Deux fois à l’agenda du comité européen compétent depuis mars, la réapprobation du glyphosate n’a finalement pas été votée, faute de majorité présumée au sein des États membres. Sans conclusion univoque de la part des scientifiques, qui croire ? Le flou est d’autant plus grand qu’industriels, organisations environnementalistes, syndicats agricoles et opinion publique se sont engouffrés dans la brèche.

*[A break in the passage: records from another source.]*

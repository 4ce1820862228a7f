//! `EngineConfig`: the host-set options table (spec §6) as a validated
//! builder. Every §7 "contract violation" check that can be made without
//! already owning live resources (ring capacity, reserve fraction, budget)
//! runs in [`EngineConfig::build`] so a host gets one aggregated failure
//! at startup instead of a panic three crates deep.

use thiserror::Error;

use dynamis_core::{
    CoreError, DEFAULT_EXTERIOR_CULL_RADIUS_M, DSP_BLOCK_SIZE, EXTERIOR_CULL_RADIUS_RANGE_M,
    MAX_CRITICAL_RESERVE_FRACTION, SAMPLE_RATE,
};

#[derive(Error, Debug, Clone, PartialEq)]
pub enum ConfigError {
    #[error(transparent)]
    Core(#[from] CoreError),
}

pub type ConfigResult<T> = Result<T, ConfigError>;

/// Builder for engine construction options. Defaults match the table in
/// spec §6: null sink off, brute-force ray backend off (host installs its
/// own), block size 256, a conservative voice budget.
#[derive(Debug, Clone)]
pub struct EngineConfig {
    force_null_sink: bool,
    force_brute_force_ray_backend: bool,
    channels: usize,
    block_size: usize,
    physical_budget: usize,
    critical_reserve: usize,
    event_ring_capacity: usize,
    exterior_cull_radius_m: f64,
}

impl Default for EngineConfig {
    fn default() -> Self {
        Self {
            force_null_sink: false,
            force_brute_force_ray_backend: false,
            channels: 2,
            block_size: DSP_BLOCK_SIZE,
            physical_budget: 32,
            critical_reserve: 4,
            event_ring_capacity: 256,
            exterior_cull_radius_m: DEFAULT_EXTERIOR_CULL_RADIUS_M,
        }
    }
}

impl EngineConfig {
    pub fn builder() -> Self {
        Self::default()
    }

    pub fn with_null_sink(mut self, force: bool) -> Self {
        self.force_null_sink = force;
        self
    }

    pub fn with_brute_force_ray_backend(mut self, force: bool) -> Self {
        self.force_brute_force_ray_backend = force;
        self
    }

    pub fn with_channels(mut self, channels: usize) -> Self {
        self.channels = channels;
        self
    }

    pub fn with_block_size(mut self, block_size: usize) -> Self {
        self.block_size = block_size;
        self
    }

    pub fn with_physical_budget(mut self, budget: usize) -> Self {
        self.physical_budget = budget;
        self
    }

    pub fn with_critical_reserve(mut self, reserve: usize) -> Self {
        self.critical_reserve = reserve;
        self
    }

    pub fn with_event_ring_capacity(mut self, capacity: usize) -> Self {
        self.event_ring_capacity = capacity;
        self
    }

    /// Clamped to `[10, 500]` per spec §6, never an error.
    pub fn with_exterior_cull_radius_m(mut self, radius: f64) -> Self {
        let (lo, hi) = EXTERIOR_CULL_RADIUS_RANGE_M;
        self.exterior_cull_radius_m = radius.clamp(lo, hi);
        self
    }

    /// Validates every construction-time contract (spec §7) and returns
    /// the config unchanged on success.
    pub fn build(self) -> ConfigResult<Self> {
        if self.physical_budget == 0 {
            return Err(CoreError::ZeroPhysicalBudget(self.physical_budget).into());
        }
        let max_reserve = self.physical_budget as f64 * MAX_CRITICAL_RESERVE_FRACTION;
        if self.critical_reserve as f64 > max_reserve {
            return Err(CoreError::CriticalReserveTooLarge {
                reserve: self.critical_reserve,
                budget: self.physical_budget,
            }
            .into());
        }
        if self.event_ring_capacity < 2 || !self.event_ring_capacity.is_power_of_two() {
            return Err(CoreError::RingCapacityNotPowerOfTwo(self.event_ring_capacity).into());
        }
        Ok(self)
    }

    pub fn sample_rate(&self) -> u32 {
        SAMPLE_RATE
    }

    pub fn channels(&self) -> usize {
        self.channels
    }

    pub fn block_size(&self) -> usize {
        self.block_size
    }

    pub fn physical_budget(&self) -> usize {
        self.physical_budget
    }

    pub fn critical_reserve(&self) -> usize {
        self.critical_reserve
    }

    pub fn event_ring_capacity(&self) -> usize {
        self.event_ring_capacity
    }

    pub fn exterior_cull_radius_m(&self) -> f64 {
        self.exterior_cull_radius_m
    }

    pub fn force_null_sink(&self) -> bool {
        self.force_null_sink
    }

    pub fn force_brute_force_ray_backend(&self) -> bool {
        self.force_brute_force_ray_backend
    }

    /// `block_size / sample_rate`, the wall-clock duration of one render
    /// block; used by the mix-snapshot blend driver.
    pub fn block_duration_seconds(&self) -> f64 {
        self.block_size as f64 / self.sample_rate() as f64
    }
}

#[cfg(test)]
mod tests {
    use super::*;

    #[test]
    fn defaults_build_cleanly() {
        assert!(EngineConfig::builder().build().is_ok());
    }

    #[test]
    fn rejects_oversized_reserve() {
        let err = EngineConfig::builder()
            .with_physical_budget(4)
            .with_critical_reserve(2)
            .build()
            .unwrap_err();
        assert!(matches!(err, ConfigError::Core(CoreError::CriticalReserveTooLarge { .. })));
    }

    #[test]
    fn rejects_non_power_of_two_ring() {
        let err = EngineConfig::builder()
            .with_event_ring_capacity(100)
            .build()
            .unwrap_err();
        assert!(matches!(err, ConfigError::Core(CoreError::RingCapacityNotPowerOfTwo(_))));
    }

    #[test]
    fn exterior_cull_radius_clamps_rather_than_errors() {
        let cfg = EngineConfig::builder()
            .with_exterior_cull_radius_m(5.0)
            .build()
            .unwrap();
        assert_eq!(cfg.exterior_cull_radius_m(), 10.0);
        let cfg = EngineConfig::builder()
            .with_exterior_cull_radius_m(10_000.0)
            .build()
            .unwrap();
        assert_eq!(cfg.exterior_cull_radius_m(), 500.0);
    }
}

Les différentes autorités sanitaires aboutissent à des expertises divergentes. Oui, mais elles ne partent pas non plus du même point. Si le Circ (1) évalue le danger, l’Efsa (2) et le JMPR (3) se sont intéressés au risque lié à son utilisation ou à son ingestion. En outre, le Circ se base sur des études publiées, et l’Efsa sur des études publiées ou privées qui satisfont au critère « bonnes pratiques de laboratoire ». Dernier point, l’Efsa n’a considéré que le glyphosate pur, alors que le Circ a pris également en compte le glyphosate formulé. Là interviennent les coformulants, ingrédients qui perfectionnent l’efficacité des produits phytosanitaires. Leur toxicité est mal connue, mais ajoutés au glyphosate, ils accroîtraient sa toxicité. Ils font actuellement l’objet d’études menées par l’Anses (4). Mais le temps presse. L’autorisation du glyphosate sur le marché européen arrive à échéance le 30 juin 2016. La Commission a proposé un allongement d’un à deux ans de l’autorisation aux États membres, qui devaient statuer cette semaine

(1) Centre international de recherche sur le cancer.

(2) Autorité européenne de la sécurité des aliments.

(3) Joint Meeting on Pesticide Residues.

(4) Agence nationale de sécurité sanitaire (France).